Evidence is mounting that disruptions in the microbiome in early life contributes to the establishment of food allergies.3 Progressing our knowledge on this interaction may allow us to predict or even prevent food allergies from a young age, avoiding unnecessary reactions and hospital stays, and possibly even deaths. Before this is possible, in-depth knowledge about the relationship between specific colonies in the microbiome and specific allergies need to be identified.
The three major subtypes of inflammatory bowel disease (ulcerative colitis, Crohn’s disease, and indeterminate colitis) not only differ in their presentation but all require different treatments for optimal dampening of symptoms.4 There is an importance for the precise diagnosis of the individual subtypes and the microbiome can be used to achieve this. The gut microbiome signatures differ between all three and have even been associated with surgical outcomes in Crohn’s disease, in which increases in Faecalibacterium prausnitzii in the ileal mucosa are associated with decreased disease recurrence at 6 months post-surgery.4 Familiarity with the composition of the gut microbiome of each specific disease will allow physicians to monitor the progression or improvement of each of the conditions, allowing informed decisions about treatment regimens to be made.
The gut microbiome is not the only localised biome that needs to be characterised; lung and skin microbiome also play an important role in the pathogenesis of allergic disease by modulating immune responses in their respective organs. In the lung, by adjusting the balance between Th2 and Th17 patterns, the microbiome plays a role in driving allergic asthma endotype polarisation.5 Bacteria that reside on the skin modulate inflammation, with dysbiosis influencing chronic inflammatory diseases such as atopic dermatitis and psoriasis.5 By quantitating the changes that lead to allergic reactions and inflammation in these organs, the diagnosis and treatment of these diseases can be optimised leading to better overall patient care and quality of life.
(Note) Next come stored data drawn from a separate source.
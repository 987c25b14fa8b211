// Molecule definition: atoms, elements, derived histograms
pub mod molecule;

// Connectivity layer decoding
pub mod connectivity;

// Data IO: InChI layers, formulas, hydrogens, isotopes, composites
pub mod loader;

// Minimum cycle basis and ring words
pub mod rings;

// Subgraph matching
pub mod vf2;

// Counted multisets
pub mod histogram;

// Reactions from RInChIs
pub mod reaction;

// Querying many reactions at once
pub mod search;

// Parse errors
pub mod error;
//! Thread-safe token handle
//!
//! A [`Token`] is not internally synchronized. [`SharedToken`] puts it behind a
//! single-writer/multiple-reader lock: grants take the write lock, checks take
//! the read lock, each for the duration of the call.

use crate::config::TokenConfig;
use crate::error::ParseError;
use crate::metrics::TokenMetrics;
use crate::pattern::Pattern;
use crate::token::{Token, TokenId};
use parking_lot::RwLock;
use std::sync::Arc;

/// Cloneable, thread-safe handle to one [`Token`]
///
/// Clones share the same underlying token.
#[derive(Debug, Clone)]
pub struct SharedToken {
    inner: Arc<RwLock<Token>>,
}

impl SharedToken {
    /// Create a shared token with the default configuration
    pub fn new(id: impl Into<TokenId>) -> Self {
        Self::from_token(Token::new(id))
    }

    /// Create a shared token with the given configuration
    pub fn with_config(id: impl Into<TokenId>, config: TokenConfig) -> Self {
        Self::from_token(Token::with_config(id, config))
    }

    /// Wrap an existing token
    pub fn from_token(token: Token) -> Self {
        Self {
            inner: Arc::new(RwLock::new(token)),
        }
    }

    /// Token identifier
    pub fn id(&self) -> TokenId {
        self.inner.read().id().clone()
    }

    /// Grant a permission pattern under the write lock
    pub fn add_perm(&self, pattern: &str) -> Result<(), ParseError> {
        self.inner.write().add_perm(pattern)
    }

    /// Check a permission pattern under the read lock
    pub fn has_perm(&self, pattern: &str) -> bool {
        self.inner.read().has_perm(pattern)
    }

    /// Granted paths as canonical patterns
    pub fn patterns(&self) -> Vec<Pattern> {
        self.inner.read().patterns()
    }

    /// Counter snapshot
    pub fn metrics(&self) -> Option<TokenMetrics> {
        self.inner.read().metrics()
    }

    /// Run `f` with shared access to the token
    pub fn read<R>(&self, f: impl FnOnce(&Token) -> R) -> R {
        f(&self.inner.read())
    }

    /// Run `f` with exclusive access to the token
    pub fn write<R>(&self, f: impl FnOnce(&mut Token) -> R) -> R {
        f(&mut self.inner.write())
    }
}

impl From<Token> for SharedToken {
    fn from(token: Token) -> Self {
        Self::from_token(token)
    }
}
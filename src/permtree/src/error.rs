//! Error types for permission parsing and tree manipulation

use crate::tree::NodeId;
use thiserror::Error;

/// Pattern parsing errors
#[derive(Debug, Clone, Error, PartialEq, Eq)]
pub enum ParseError {
    /// A constraint entry inside an `@` clause has no `=` separator
    #[error("segment {position} ('{segment}'): constraint '{constraint}' is missing '='")]
    MissingSeparator {
        /// Raw segment text, including its `@` clause
        segment: String,
        /// Zero-based segment index within the pattern
        position: usize,
        /// The offending constraint entry
        constraint: String,
    },
}

/// Structural errors raised by explicit tree restructuring
#[derive(Debug, Clone, Error, PartialEq, Eq)]
pub enum TreeError {
    /// Node id does not belong to this tree
    #[error("Unknown node: {0}")]
    UnknownNode(NodeId),

    /// The root cannot be re-parented
    #[error("The root node cannot be moved")]
    RootMove,

    /// Re-parenting would make a node its own ancestor
    #[error("Moving node {node} under {parent} would create a cycle")]
    Cycle {
        /// Node being moved
        node: NodeId,
        /// Requested new parent
        parent: NodeId,
    },
}
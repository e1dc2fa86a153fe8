//! Attribute constraint sets attached to path segments
//!
//! A constraint set maps attribute keys to values (`env=prod`). Two comparison
//! contracts exist and must not be mixed up:
//!
//! - [`Constraints::matches_exact`]: same keys, same values. Used when building
//!   trees to decide whether an existing node can be reused.
//! - [`Constraints::satisfies`]: every key the caller requires is present with
//!   an equal value. Extra keys on `self` are ignored. Used during subsumption.

use serde::{Deserialize, Serialize};
use std::collections::BTreeMap;
use std::fmt;

/// Separator between constraint entries in a segment
pub const CONSTRAINT_SEPARATOR: char = ';';

/// Separator between a constraint key and its value
pub const KEY_VALUE_SEPARATOR: char = '=';

/// Set of key/value attribute constraints
///
/// Backed by an ordered map so that rendering is deterministic; ordering has no
/// meaning for comparison.
#[derive(Debug, Clone, Default, PartialEq, Eq, Hash, Serialize, Deserialize)]
#[serde(transparent)]
pub struct Constraints(BTreeMap<String, String>);

impl Constraints {
    /// Create an empty constraint set
    pub fn new() -> Self {
        Self(BTreeMap::new())
    }

    /// Builder-style insert
    pub fn with(mut self, key: impl Into<String>, value: impl Into<String>) -> Self {
        self.insert(key, value);
        self
    }

    /// Insert a constraint, replacing any previous value for the key
    pub fn insert(&mut self, key: impl Into<String>, value: impl Into<String>) {
        self.0.insert(key.into(), value.into());
    }

    /// Look up the value constrained for `key`
    pub fn get(&self, key: &str) -> Option<&str> {
        self.0.get(key).map(String::as_str)
    }

    /// Number of constraints
    pub fn len(&self) -> usize {
        self.0.len()
    }

    /// Whether the set is empty
    pub fn is_empty(&self) -> bool {
        self.0.is_empty()
    }

    /// Iterate constraints in key order
    pub fn iter(&self) -> impl Iterator<Item = (&str, &str)> {
        self.0.iter().map(|(k, v)| (k.as_str(), v.as_str()))
    }

    /// Exact equality: same cardinality and every key maps to an equal value
    pub fn matches_exact(&self, other: &Constraints) -> bool {
        self.0.len() == other.0.len()
            && other.iter().all(|(k, v)| self.get(k) == Some(v))
    }

    /// Asymmetric match: every constraint in `required` holds on `self`
    pub fn satisfies(&self, required: &Constraints) -> bool {
        required.iter().all(|(k, v)| self.get(k) == Some(v))
    }

    /// Add keys from `other` that are not yet present; existing keys are kept
    ///
    /// Returns the number of keys added.
    pub fn extend_missing(&mut self, other: &Constraints) -> usize {
        let mut added = 0;
        for (k, v) in other.iter() {
            if !self.0.contains_key(k) {
                self.0.insert(k.to_string(), v.to_string());
                added += 1;
            }
        }
        added
    }
}

impl<K: Into<String>, V: Into<String>> FromIterator<(K, V)> for Constraints {
    fn from_iter<I: IntoIterator<Item = (K, V)>>(iter: I) -> Self {
        Self(iter.into_iter().map(|(k, v)| (k.into(), v.into())).collect())
    }
}

impl fmt::Display for Constraints {
    fn fmt(&self, f: &mut fmt::Formatter<'_>) -> fmt::Result {
        for (idx, (k, v)) in self.iter().enumerate() {
            if idx > 0 {
                write!(f, "{}", CONSTRAINT_SEPARATOR)?;
            }
            write!(f, "{}{}{}", k, KEY_VALUE_SEPARATOR, v)?;
        }
        Ok(())
    }
}
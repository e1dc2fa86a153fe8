//! # Permission Tree
//!
//! Hierarchical, wildcard- and attribute-constrained permission matching.
//!
//! Grants and checks are both dot-separated path patterns with optional
//! per-segment `key=value` constraints, e.g. `hello.world@env=prod`. A check
//! succeeds when the token's grant tree subsumes the requested pattern.
//!
//! ## Features
//!
//! - **Liberal pattern parser**: empty segments and empty attributes are
//!   dropped, only a constraint without `=` is an error
//! - **Arena-backed trees** with deduplicated, monotonically growing nodes
//! - **Subsumption engine** honoring `*` wildcards and asymmetric constraints
//! - **Fail-closed checks**: a malformed query is never granted
//! - **LRU decision cache** and lock-free metrics per token
//! - **Thread-safe handle** with single-writer/multiple-reader locking
//!
//! ## Example
//!
//! ```rust
//! use permtree::Token;
//!
//! let mut token = Token::generate();
//! token.add_perm("hello.sekai")?;
//! token.add_perm("hello.world@abc=123")?;
//! token.add_perm("hello.world@xyz=987.hey")?;
//!
//! assert!(token.has_perm("hello.world@xyz=987.hey"));
//! assert!(!token.has_perm("hello.world@abc=123.hey"));
//! assert!(!token.has_perm("*"));
//! # Ok::<(), permtree::ParseError>(())
//! ```

pub mod cache;
pub mod config;
pub mod constraints;
pub mod error;
pub mod metrics;
pub mod pattern;
pub mod shared;
pub mod token;
pub mod tree;

// Re-export commonly used types
pub use config::TokenConfig;
pub use constraints::Constraints;
pub use error::{ParseError, TreeError};
pub use metrics::TokenMetrics;
pub use pattern::{Pattern, Segment, ROOT, WILDCARD};
pub use shared::SharedToken;
pub use token::{Token, TokenId};
pub use tree::{Node, NodeId, PermTree};

/// Library version
pub const VERSION: &str = env!("CARGO_PKG_VERSION");
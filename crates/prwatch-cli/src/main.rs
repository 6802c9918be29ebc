use clap::Parser;
use prwatch_cli::{
    cli::{Cli, Commands},
    PrwatchConfig, RangeArgs, SourceArgs,
};
use std::io;
use std::process::ExitCode;
use tracing::{error, info};
use tracing_subscriber::FmtSubscriber;

mod commands;
use commands::{check, merge, render, run};

fn main() -> ExitCode {
    let cli = Cli::parse();

    let subscriber = FmtSubscriber::builder()
        .with_max_level(cli.log_level)
        .with_writer(io::stderr)
        .finish();

    tracing::subscriber::set_global_default(subscriber).expect("setting default subscriber failed");

    let config = match PrwatchConfig::load_or_default(cli.config.as_deref()) {
        Ok(config) => config,
        Err(e) => {
            error!("Failed to load configuration: {}", e);
            return ExitCode::FAILURE;
        }
    };

    let (label, result) = match &cli.command {
        Some(Commands::Run {
            sources,
            data_out,
            out,
            range,
        }) => (
            "Run",
            run::handle(sources, data_out.as_deref(), out.as_deref(), range, &config),
        ),
        Some(Commands::Merge { sources, out }) => {
            ("Merge", merge::handle(sources, out.as_deref(), &config))
        }
        Some(Commands::Render { input, out, range }) => (
            "Render",
            render::handle(input.as_deref(), out.as_deref(), range, &config),
        ),
        Some(Commands::Check { sources }) => ("Check", check::handle(sources, &config)),
        None => {
            info!("No subcommand provided; merging and rendering with defaults");
            (
                "Run",
                run::handle(
                    &SourceArgs::default(),
                    None,
                    None,
                    &RangeArgs::default(),
                    &config,
                ),
            )
        }
    };

    match result {
        Ok(()) => {
            info!("{} command successful!", label);
            ExitCode::SUCCESS
        }
        Err(e) => {
            error!("{} command failed: {:?}", label, e);
            ExitCode::FAILURE
        }
    }
}
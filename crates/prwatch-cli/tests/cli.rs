use assert_cmd::Command;
use predicates::prelude::*;
use std::fs;
use std::path::Path;
use tempfile::tempdir;

fn write(path: &Path, contents: &str) {
    fs::create_dir_all(path.parent().unwrap()).unwrap();
    fs::write(path, contents).unwrap();
}

/// PR covers Jan 1-3, GHI covers Jan 2-4.
fn seed_sources(root: &Path) {
    write(
        &root.join("PR/site-a/2024-01_PR.csv"),
        "Date,PR\n2024-01-01,80.5\n2024-01-02,76.0\n",
    );
    write(
        &root.join("PR/site-b/2024-01_PR.csv"),
        "Date,PR\n2024-01-03,71.25\n",
    );
    write(
        &root.join("GHI/site-a/2024-01_GHI.csv"),
        "Date,GHI\n2024-01-02,3.5\n2024-01-03,6.2\n2024-01-04,1.1\n",
    );
}

fn prwatch() -> Command {
    Command::cargo_bin("prwatch").unwrap()
}

#[test]
fn merge_writes_merged_csv_and_report() {
    let tmp = tempdir().unwrap();
    seed_sources(tmp.path());
    let out = tmp.path().join("out/merged.csv");

    prwatch()
        .args([
            "merge",
            "--pr-dir",
            tmp.path().join("PR").to_str().unwrap(),
            "--ghi-dir",
            tmp.path().join("GHI").to_str().unwrap(),
            "-o",
            out.to_str().unwrap(),
        ])
        .assert()
        .success()
        .stdout(predicate::str::contains("Found 2 PR files"))
        .stdout(predicate::str::contains("Found 1 GHI files"))
        .stdout(predicate::str::contains("Total dates: 4"))
        .stdout(predicate::str::contains("Dates with both PR and GHI: 2 (50.0%)"))
        .stdout(predicate::str::contains("Date range: 2024-01-01 to 2024-01-04"));

    let merged = fs::read_to_string(&out).unwrap();
    let lines: Vec<&str> = merged.lines().collect();
    assert_eq!(lines[0], "Date,GHI,PR");
    assert_eq!(lines.len(), 5);
    assert!(lines[1].starts_with("2024-01-01,,80.5"));
    assert!(lines[4].starts_with("2024-01-04,1.1,"));
}

#[test]
fn no_subcommand_runs_with_default_layout() {
    let tmp = tempdir().unwrap();
    seed_sources(tmp.path());

    prwatch()
        .current_dir(tmp.path())
        .assert()
        .success()
        .stdout(predicate::str::contains("Data saved to: processed_data.csv"))
        .stdout(predicate::str::contains("Points above Target Budget PR = "))
        .stdout(predicate::str::contains("Average PR Lifetime:"))
        .stdout(predicate::str::contains(
            "Output saved to: pr_performance_graph.png",
        ));

    assert!(tmp.path().join("processed_data.csv").exists());
    let chart = fs::metadata(tmp.path().join("pr_performance_graph.png")).unwrap();
    assert!(chart.len() > 0);
}

#[test]
fn empty_pr_tree_reports_zero_coverage() {
    let tmp = tempdir().unwrap();
    seed_sources(tmp.path());
    let empty = tmp.path().join("empty");
    fs::create_dir_all(&empty).unwrap();

    prwatch()
        .current_dir(tmp.path())
        .args(["merge", "--pr-dir", "empty"])
        .assert()
        .success()
        .stdout(predicate::str::contains("Found 0 PR files"))
        .stdout(predicate::str::contains("Dates with both PR and GHI: 0 (0.0%)"))
        .stdout(predicate::str::contains("Missing PR values: 3"));
}

#[test]
fn missing_source_directories_are_not_fatal() {
    let tmp = tempdir().unwrap();

    prwatch()
        .current_dir(tmp.path())
        .args(["run", "-o", "chart.svg"])
        .assert()
        .success()
        .stdout(predicate::str::contains("PR directory PR not found"))
        .stdout(predicate::str::contains("GHI directory GHI not found"))
        .stdout(predicate::str::contains("Total dates: 0"))
        .stdout(predicate::str::contains("Average PR Lifetime: NaN %"))
        .stdout(predicate::str::contains("= 0/0 = 0.0%"));

    let merged = fs::read_to_string(tmp.path().join("processed_data.csv")).unwrap();
    assert_eq!(merged.trim(), "Date,GHI,PR");
    assert!(tmp.path().join("chart.svg").exists());
}

#[test]
fn malformed_files_are_skipped() {
    let tmp = tempdir().unwrap();
    seed_sources(tmp.path());
    write(
        &tmp.path().join("PR/site-c/broken_PR.csv"),
        "Timestamp,Value\nyesterday,1\n",
    );

    prwatch()
        .current_dir(tmp.path())
        .arg("merge")
        .assert()
        .success()
        .stdout(predicate::str::contains("Found 3 PR files"))
        .stdout(predicate::str::contains("Skipped 1 unreadable files"))
        .stdout(predicate::str::contains("broken_PR.csv"))
        .stdout(predicate::str::contains("Total dates: 4"));
}

#[test]
fn render_applies_inclusive_date_range() {
    let tmp = tempdir().unwrap();
    let data = tmp.path().join("processed_data.csv");
    write(
        &data,
        "Date,GHI,PR\n2024-01-01,2.5,80.0\n2024-01-02,,75.0\n2024-01-03,5.0,70.0\n2024-01-04,7.0,\n",
    );
    let out = tmp.path().join("charts/range.svg");

    prwatch()
        .args([
            "render",
            data.to_str().unwrap(),
            "--start",
            "2024-01-02",
            "--end",
            "2024-01-03",
            "-o",
            out.to_str().unwrap(),
        ])
        .assert()
        .success()
        .stdout(predicate::str::contains(
            "Plotting 2 dates from 2024-01-02 to 2024-01-03",
        ))
        .stdout(predicate::str::contains("Budget reference date: 2023-07-01"))
        .stdout(predicate::str::contains("= 1/2 = 50.0%"))
        .stdout(predicate::str::contains("Average PR Lifetime: 72.5 %"));

    assert!(fs::read_to_string(&out).unwrap().contains("<svg"));
}

#[test]
fn render_without_merged_data_fails() {
    let tmp = tempdir().unwrap();
    prwatch()
        .current_dir(tmp.path())
        .arg("render")
        .assert()
        .failure()
        .stderr(predicate::str::contains("Render command failed"));
}

#[test]
fn config_file_overrides_defaults() {
    let tmp = tempdir().unwrap();
    seed_sources(tmp.path());
    write(
        &tmp.path().join("prwatch.toml"),
        "[paths]\ndata_file = \"data/merged.csv\"\n\n[budget]\nepoch = \"2020-07-01\"\n",
    );

    prwatch()
        .current_dir(tmp.path())
        .args(["--config", "prwatch.toml", "run", "-o", "chart.svg"])
        .assert()
        .success()
        .stdout(predicate::str::contains("Data saved to: data/merged.csv"))
        .stdout(predicate::str::contains("Budget reference date: 2020-07-01"));
    assert!(tmp.path().join("data/merged.csv").exists());
}

#[test]
fn invalid_config_is_rejected() {
    let tmp = tempdir().unwrap();
    write(&tmp.path().join("bad.toml"), "[chart]\nwidth = \"wide\"\n");

    prwatch()
        .current_dir(tmp.path())
        .args(["--config", "bad.toml", "check"])
        .assert()
        .failure()
        .stderr(predicate::str::contains("Configuration error"));
}

#[test]
fn check_lists_sources() {
    let tmp = tempdir().unwrap();
    seed_sources(tmp.path());

    prwatch()
        .current_dir(tmp.path())
        .arg("check")
        .assert()
        .success()
        .stdout(predicate::str::contains("Working directory:"))
        .stdout(predicate::str::contains("Contents: GHI/, PR/"))
        .stdout(predicate::str::contains("2 *_PR.csv of 2 CSV files"))
        .stdout(predicate::str::contains("1 *_GHI.csv of 1 CSV files"))
        .stdout(predicate::str::contains("PR subdirectories:"))
        .stdout(predicate::str::contains("     2024-01_PR.csv"))
        .stdout(predicate::str::contains(
            "Total CSV files under working directory: 3",
        ))
        .stdout(predicate::str::contains(
            "First 5 PR files:\n  PR/site-a/2024-01_PR.csv\n  PR/site-b/2024-01_PR.csv\n",
        ))
        .stdout(predicate::str::contains(
            "First 5 GHI files:\n  GHI/site-a/2024-01_GHI.csv\n",
        ))
        .stdout(predicate::str::contains(
            "First 10 CSV files found:\n  GHI/site-a/2024-01_GHI.csv\n  PR/site-a/2024-01_PR.csv\n",
        ));
}
//! Merge, persistence and statistics for daily PR/GHI series.
//!
//! The merge stage folds two trees of per-site CSV exports into one
//! [`MergedTable`](prwatch_core::MergedTable) and writes it as a flat CSV; the
//! analysis side computes the budget curve, the moving average, GHI bands and
//! the tail averages that the chart displays.

pub mod bands;
pub mod budget;
pub mod merge;
pub mod stats;
pub mod table;

pub use bands::GhiBand;
pub use budget::{reference_epoch, BudgetCurve};
pub use merge::{discover_csv_files, merge_sources, MergeOutcome, SourceScan};
pub use stats::{moving_average, tail_average, ChartSummary, MOVING_AVERAGE_WINDOW};
pub use table::{read_table, write_table};
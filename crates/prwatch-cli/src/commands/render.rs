use std::path::Path;

use anyhow::{Context, Result};
use prwatch_cli::{PrwatchConfig, RangeArgs};
use prwatch_core::{MergedTable, DATE_FORMAT};
use prwatch_ts::{read_table, ChartSummary};
use prwatch_viz::render_chart;
use tracing::{info, warn};

pub fn handle(
    input: Option<&Path>,
    out: Option<&Path>,
    range: &RangeArgs,
    config: &PrwatchConfig,
) -> Result<()> {
    let input = input.unwrap_or(config.paths.data_file.as_path());
    let table =
        read_table(input).with_context(|| format!("loading merged data {}", input.display()))?;
    info!("Loaded {} dates from {}", table.len(), input.display());
    let out = out.unwrap_or(config.paths.chart_file.as_path());
    render_table(&table, range, out, config)
}

/// Filter `table` to the requested range, print the statistics and draw the chart.
pub fn render_table(
    table: &MergedTable,
    range: &RangeArgs,
    out: &Path,
    config: &PrwatchConfig,
) -> Result<()> {
    let table = table.filter_range(range.start, range.end);
    if table.is_empty() {
        warn!("no data in the selected range; rendering an empty chart");
    }

    let curve = config.budget_curve(&table);
    let summary = ChartSummary::compute(&table, curve.as_ref(), config.moving_average_window());

    match (summary.first_date, summary.last_date) {
        (Some(first), Some(last)) => println!(
            "Plotting {} dates from {} to {}",
            table.len(),
            first.format(DATE_FORMAT),
            last.format(DATE_FORMAT)
        ),
        _ => println!("Plotting 0 dates"),
    }
    if let Some(curve) = &curve {
        println!(
            "Budget reference date: {}",
            curve.epoch().format(DATE_FORMAT)
        );
    }
    println!("{}", summary.comparison_line());
    for line in summary.average_lines() {
        println!("{line}");
    }

    render_chart(
        &table,
        &summary,
        curve.as_ref(),
        out,
        &config.chart_options(),
    )
    .with_context(|| format!("saving chart to {}", out.display()))?;
    println!("Output saved to: {}", out.display());
    Ok(())
}
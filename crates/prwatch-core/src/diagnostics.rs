//! Non-fatal problems found while reading the source trees.
//!
//! A missing root, an unreadable file or a row with a bad date never stops a
//! merge. Each is recorded against the path it came from and printed after
//! the coverage report.
//!
//! ```
//! use prwatch_core::diagnostics::{Diagnostics, IssueKind};
//!
//! let mut diag = Diagnostics::new();
//! diag.missing_source("PR");
//! diag.skipped_file("GHI/site/2024-01_GHI.csv", "missing GHI column");
//!
//! assert_eq!(diag.warning_count(), 1);
//! assert_eq!(diag.of_kind(IssueKind::File).count(), 1);
//! ```

use std::fmt;

use serde::Serialize;

#[derive(Debug, Clone, Copy, PartialEq, Eq, Serialize)]
#[serde(rename_all = "lowercase")]
pub enum Severity {
    Warning,
    /// A whole source file was dropped.
    Error,
}

/// Where in the pipeline an issue was raised.
#[derive(Debug, Clone, Copy, PartialEq, Eq, Hash, Serialize)]
#[serde(rename_all = "lowercase")]
pub enum IssueKind {
    /// Source root missing or a directory entry unreadable.
    Source,
    /// A CSV file that could not be read or lacks its columns.
    File,
    /// A single row skipped inside an otherwise readable file.
    Row,
}

impl IssueKind {
    pub fn as_str(self) -> &'static str {
        match self {
            IssueKind::Source => "source",
            IssueKind::File => "file",
            IssueKind::Row => "row",
        }
    }
}

#[derive(Debug, Clone, PartialEq, Eq, Serialize)]
pub struct DiagnosticIssue {
    pub severity: Severity,
    pub kind: IssueKind,
    /// File or directory the issue refers to.
    pub path: String,
    /// 1-based line, for row issues.
    #[serde(skip_serializing_if = "Option::is_none")]
    pub line: Option<usize>,
    pub message: String,
}

impl fmt::Display for DiagnosticIssue {
    fn fmt(&self, f: &mut fmt::Formatter<'_>) -> fmt::Result {
        let severity = match self.severity {
            Severity::Warning => "warning",
            Severity::Error => "error",
        };
        write!(f, "{severity} [{}] {}", self.kind.as_str(), self.path)?;
        if let Some(line) = self.line {
            write!(f, ":{line}")?;
        }
        write!(f, ": {}", self.message)
    }
}

#[derive(Debug, Clone, Default, Serialize)]
pub struct Diagnostics {
    #[serde(skip_serializing_if = "Vec::is_empty")]
    pub issues: Vec<DiagnosticIssue>,
}

impl Diagnostics {
    pub fn new() -> Self {
        Self::default()
    }

    fn push(
        &mut self,
        severity: Severity,
        kind: IssueKind,
        path: &str,
        line: Option<usize>,
        message: &str,
    ) {
        self.issues.push(DiagnosticIssue {
            severity,
            kind,
            path: path.to_string(),
            line,
            message: message.to_string(),
        });
    }

    pub fn missing_source(&mut self, root: &str) {
        self.push(
            Severity::Warning,
            IssueKind::Source,
            root,
            None,
            "directory not found",
        );
    }

    pub fn unreadable_entry(&mut self, root: &str, reason: &str) {
        self.push(Severity::Warning, IssueKind::Source, root, None, reason);
    }

    pub fn skipped_file(&mut self, path: &str, reason: &str) {
        self.push(Severity::Error, IssueKind::File, path, None, reason);
    }

    pub fn skipped_row(&mut self, path: &str, line: usize, reason: &str) {
        self.push(Severity::Warning, IssueKind::Row, path, Some(line), reason);
    }

    pub fn warning_count(&self) -> usize {
        self.count(Severity::Warning)
    }

    pub fn error_count(&self) -> usize {
        self.count(Severity::Error)
    }

    fn count(&self, severity: Severity) -> usize {
        self.issues.iter().filter(|i| i.severity == severity).count()
    }

    pub fn has_issues(&self) -> bool {
        !self.issues.is_empty()
    }

    pub fn of_kind(&self, kind: IssueKind) -> impl Iterator<Item = &DiagnosticIssue> + '_ {
        self.issues.iter().filter(move |i| i.kind == kind)
    }

    /// e.g. `2 warnings, 1 error`.
    pub fn summary(&self) -> String {
        fn counted(n: usize, noun: &str) -> String {
            if n == 1 {
                format!("1 {noun}")
            } else {
                format!("{n} {noun}s")
            }
        }
        match (self.warning_count(), self.error_count()) {
            (0, 0) => "No issues".to_string(),
            (w, 0) => counted(w, "warning"),
            (0, e) => counted(e, "error"),
            (w, e) => format!("{}, {}", counted(w, "warning"), counted(e, "error")),
        }
    }
}

impl fmt::Display for Diagnostics {
    fn fmt(&self, f: &mut fmt::Formatter<'_>) -> fmt::Result {
        writeln!(f, "Diagnostics: {}", self.summary())?;
        for issue in &self.issues {
            writeln!(f, "  {issue}")?;
        }
        Ok(())
    }
}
Inclusion of microbiome studies into the infrastructure of precision medicine approaches to the allergy and immunology field will benefit and improve all aspects of patient care. This was a hot topic at the EAACI congress held in Lisbon, Portugal, this year and will continue to be for many years. Characterising localised microbiomes has already helped the prediction of treatment outcome; the progression of the knowledge of the relationship between the microbiome and diseases will remain of interest in all fields of medicine, including allergy and immunology.